Restate each entry below word for word, without skipping any.

------ RECORDS SHOWN

//! The rollback procedure.
//!
//! Read both store heights, prove they are in one of the two legal
//! relationships, then either report the pending block (optionally deleting
//! it) or rebuild and persist the state one height lower. Nothing is retried
//! and nothing is written until every input has been loaded.

use rewind_privval::CheckpointReset;
use rewind_store::{BlockStore, StateStore};
use rewind_types::{BlockMeta, Height, HexBytes};

use crate::alignment::{classify, StoreAlignment};
use crate::reconstruct::{reconstruct, RollbackInputs};
use crate::{BuildVersion, RollbackError};

/// Height and app hash the node will resume from.
#[derive(Clone, Debug, PartialEq, Eq)]
pub struct RollbackOutcome {
    pub height: Height,
    pub app_hash: HexBytes,
}

/// A configured rollback over borrowed collaborators.
///
/// Must only run while the node is stopped: nothing here guards against a
/// concurrent writer.
pub struct Rollback<'a, B: ?Sized, S: ?Sized, C: ?Sized> {
    block_store: &'a B,
    state_store: &'a S,
    checkpoint: &'a C,
    build: &'a BuildVersion,
    remove_block: bool,
}

impl<'a, B, S, C> Rollback<'a, B, S, C>
where
    B: BlockStore + ?Sized,
    S: StateStore + ?Sized,
    C: CheckpointReset + ?Sized,
{
    pub fn new(
        block_store: &'a B,
        state_store: &'a S,
        checkpoint: &'a C,
        build: &'a BuildVersion,
    ) -> Self {
        Self {
            block_store,
            state_store,
            checkpoint,
            build,
            remove_block: false,
        }
    }

    /// Also delete the dangling block and reset the signing checkpoint.
    pub fn remove_block(mut self, remove_block: bool) -> Self {
        self.remove_block = remove_block;
        self
    }

    pub fn run(&self) -> Result<RollbackOutcome, RollbackError> {
        let invalid = self
            .state_store
            .load()
            .map_err(|e| RollbackError::read("failed to load state", e))?
            .filter(|s| !s.is_empty())
            .ok_or_else(|| RollbackError::not_found("no state found"))?;

        let height = self
            .block_store
            .height()
            .map_err(|e| RollbackError::read("failed to read blockstore height", e))?;

        match classify(invalid.last_block_height, height)? {
            StoreAlignment::PendingBlock => {
                // Persistence of blocks and state is not atomic: the node
                // stopped after saving block `height` but before saving the
                // state for it.
                tracing::info!(height, "invalid state in the latest block height");
                if self.remove_block {
                    tracing::warn!(height, "removing pending block");
                    self.block_store.delete_latest_block().map_err(|e| {
                        RollbackError::write("failed to remove final block from blockstore", e)
                    })?;
                }
                return Ok(RollbackOutcome {
                    height: invalid.last_block_height,
                    app_hash: invalid.app_hash,
                });
            }
            StoreAlignment::Aligned => {}
        }

        let rollback_height = invalid.last_block_height.checked_sub(1).ok_or_else(|| {
            RollbackError::not_found(format!(
                "no height below {} to roll back to",
                invalid.last_block_height
            ))
        })?;
        let rollback_block = self.load_block_meta(rollback_height)?;
        // The app hash and results hash for a height are only agreed upon in
        // the following block.
        let latest_block = self.load_block_meta(invalid.last_block_height)?;

        let prev_validators = self
            .state_store
            .load_validators(rollback_height)
            .map_err(|e| {
                RollbackError::read(
                    format!("failed to load validator set at height {rollback_height}"),
                    e,
                )
            })?;
        // Params for R are stored under R + 1, the height they were decided at.
        let params_height = invalid.last_block_height;
        let prev_params = self
            .state_store
            .load_consensus_params(params_height)
            .map_err(|e| {
                RollbackError::read(
                    format!("failed to load consensus params at height {params_height}"),
                    e,
                )
            })?;

        let rolled_back = reconstruct(
            RollbackInputs {
                invalid: &invalid,
                rollback_block: &rollback_block,
                latest_block: &latest_block,
                prev_validators,
                prev_params,
                remove_block: self.remove_block,
            },
            self.build,
        );

        // Overwrites the invalid state. The validator sets and params written
        // alongside it match what is already stored at those heights.
        self.state_store
            .save(&rolled_back)
            .map_err(|e| RollbackError::write("failed to save rolled back state", e))?;
        tracing::info!(
            from = invalid.last_block_height,
            to = rolled_back.last_block_height,
            app_hash = %rolled_back.app_hash,
            "saved rolled back state"
        );

        if self.remove_block {
            tracing::warn!(height, "removing block");
            self.block_store.delete_latest_block().map_err(|e| {
                RollbackError::write("failed to remove final block from blockstore", e)
            })?;
            self.checkpoint
                .reset_checkpoint()
                .map_err(RollbackError::checkpoint)?;
        }

        Ok(RollbackOutcome {
            height: rolled_back.last_block_height,
            app_hash: rolled_back.app_hash,
        })
    }

    fn load_block_meta(&self, height: Height) -> Result<BlockMeta, RollbackError> {
        let meta = self.block_store.load_block_meta(height).map_err(|e| {
            RollbackError::read(format!("failed to load block at height {height}"), e)
        })?;
        meta.ok_or_else(|| RollbackError::not_found(format!("block at height {height} not found")))
    }
}

/// Overwrite the state at height `n` with the state at `n - 1`.
///
/// When the block store is one block ahead, the state is left alone and
/// `remove_block` only discards that pending block. When both stores are at
/// `n`, the state for `n - 1` is rebuilt and saved; with `remove_block` block
/// `n` is then deleted and the signing checkpoint reset. Application state is
/// not touched.
pub fn rollback<B, S, C>(
    block_store: &B,
    state_store: &S,
    remove_block: bool,
    checkpoint: &C,
    build: &BuildVersion,
) -> Result<RollbackOutcome, RollbackError>
where
    B: BlockStore + ?Sized,
    S: StateStore + ?Sized,
    C: CheckpointReset + ?Sized,
{
    Rollback::new(block_store, state_store, checkpoint, build)
        .remove_block(remove_block)
        .run()
}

------------

REPLY TO THE TASK:
//! The rollback procedure.
//!
//! Read both store heights, prove they are in one of the two legal
//! relationships, then either report the pending block (optionally deleting
//! it) or rebuild and persist the state one height lower. Nothing is retried
//! and nothing is written until every input has been loaded.

use rewind_privval::CheckpointReset;
use rewind_store::{BlockStore, StateStore};
use rewind_types::{BlockMeta, Height, HexBytes};

use crate::alignment::{classify, StoreAlignment};
use crate::reconstruct::{reconstruct, RollbackInputs};
use crate::{BuildVersion, RollbackError};

/// Height and app hash the node will resume from.
#[derive(Clone, Debug, PartialEq, Eq)]
pub struct RollbackOutcome {
    pub height: Height,
    pub app_hash: HexBytes,
}

/// A configured rollback over borrowed collaborators.
///
/// Must only run while the node is stopped: nothing here guards against a
/// concurrent writer.
pub struct Rollback<'a, B: ?Sized, S: ?Sized, C: ?Sized> {
    block_store: &'a B,
    state_store: &'a S,
    checkpoint: &'a C,
    build: &'a BuildVersion,
    remove_block: bool,
}

impl<'a, B, S, C> Rollback<'a, B, S, C>
where
    B: BlockStore + ?Sized,
    S: StateStore + ?Sized,
    C: CheckpointReset + ?Sized,
{
    pub fn new(
        block_store: &'a B,
        state_store: &'a S,
        checkpoint: &'a C,
        build: &'a BuildVersion,
    ) -> Self {
        Self {
            block_store,
            state_store,
            checkpoint,
            build,
            remove_block: false,
        }
    }

    /// Also delete the dangling block and reset the signing checkpoint.
    pub fn remove_block(mut self, remove_block: bool) -> Self {
        self.remove_block = remove_block;
        self
    }

    pub fn run(&self) -> Result<RollbackOutcome, RollbackError> {
        let invalid = self
            .state_store
            .load()
            .map_err(|e| RollbackError::read("failed to load state", e))?
            .filter(|s| !s.is_empty())
            .ok_or_else(|| RollbackError::not_found("no state found"))?;

        let height = self
            .block_store
            .height()
            .map_err(|e| RollbackError::read("failed to read blockstore height", e))?;

        match classify(invalid.last_block_height, height)? {
            StoreAlignment::PendingBlock => {
                // Persistence of blocks and state is not atomic: the node
                // stopped after saving block `height` but before saving the
                // state for it.
                tracing::info!(height, "invalid state in the latest block height");
                if self.remove_block {
                    tracing::warn!(height, "removing pending block");
                    self.block_store.delete_latest_block().map_err(|e| {
                        RollbackError::write("failed to remove final block from blockstore", e)
                    })?;
                }
                return Ok(RollbackOutcome {
                    height: invalid.last_block_height,
                    app_hash: invalid.app_hash,
                });
            }
            StoreAlignment::Aligned => {}
        }

        let rollback_height = invalid.last_block_height.checked_sub(1).ok_or_else(|| {
            RollbackError::not_found(format!(
                "no height below {} to roll back to",
                invalid.last_block_height
            ))
        })?;
        let rollback_block = self.load_block_meta(rollback_height)?;
        // The app hash and results hash for a height are only agreed upon in
        // the following block.
        let latest_block = self.load_block_meta(invalid.last_block_height)?;

        let prev_validators = self
            .state_store
            .load_validators(rollback_height)
            .map_err(|e| {
                RollbackError::read(
                    format!("failed to load validator set at height {rollback_height}"),
                    e,
                )
            })?;
        // Params for R are stored under R + 1, the height they were decided at.
        let params_height = invalid.last_block_height;
        let prev_params = self
            .state_store
            .load_consensus_params(params_height)
            .map_err(|e| {
                RollbackError::read(
                    format!("failed to load consensus params at height {params_height}"),
                    e,
                )
            })?;

        let rolled_back = reconstruct(
            RollbackInputs {
                invalid: &invalid,
                rollback_block: &rollback_block,
                latest_block: &latest_block,
                prev_validators,
                prev_params,
                remove_block: self.remove_block,
            },
            self.build,
        );

        // Overwrites the invalid state. The validator sets and params written
        // alongside it match what is already stored at those heights.
        self.state_store
            .save(&rolled_back)
            .map_err(|e| RollbackError::write("failed to save rolled back state", e))?;
        tracing::info!(
            from = invalid.last_block_height,
            to = rolled_back.last_block_height,
            app_hash = %rolled_back.app_hash,
            "saved rolled back state"
        );

        if self.remove_block {
            tracing::warn!(height, "removing block");
            self.block_store.delete_latest_block().map_err(|e| {
                RollbackError::write("failed to remove final block from blockstore", e)
            })?;
            self.checkpoint
                .reset_checkpoint()
                .map_err(RollbackError::checkpoint)?;
        }

        Ok(RollbackOutcome {
            height: rolled_back.last_block_height,
            app_hash: rolled_back.app_hash,
        })
    }

    fn load_block_meta(&self, height: Height) -> Result<BlockMeta, RollbackError> {
        let meta = self.block_store.load_block_meta(height).map_err(|e| {
            RollbackError::read(format!("failed to load block at height {height}"), e)
        })?;
        meta.ok_or_else(|| RollbackError::not_found(format!("block at height {height} not found")))
    }
}

/// Overwrite the state at height `n` with the state at `n - 1`.
///
/// When the block store is one block ahead, the state is left alone and
/// `remove_block` only discards that pending block. When both stores are at
/// `n`, the state for `n - 1` is rebuilt and saved; with `remove_block` block
/// `n` is then deleted and the signing checkpoint reset. Application state is
/// not touched.
pub fn rollback<B, S, C>(
    block_store: &B,
    state_store: &S,
    remove_block: bool,
    checkpoint: &C,
    build: &BuildVersion,
) -> Result<RollbackOutcome, RollbackError>
where
    B: BlockStore + ?Sized,
    S: StateStore + ?Sized,
    C: CheckpointReset + ?Sized,
{
    Rollback::new(block_store, state_store, checkpoint, build)
        .remove_block(remove_block)
        .run()
}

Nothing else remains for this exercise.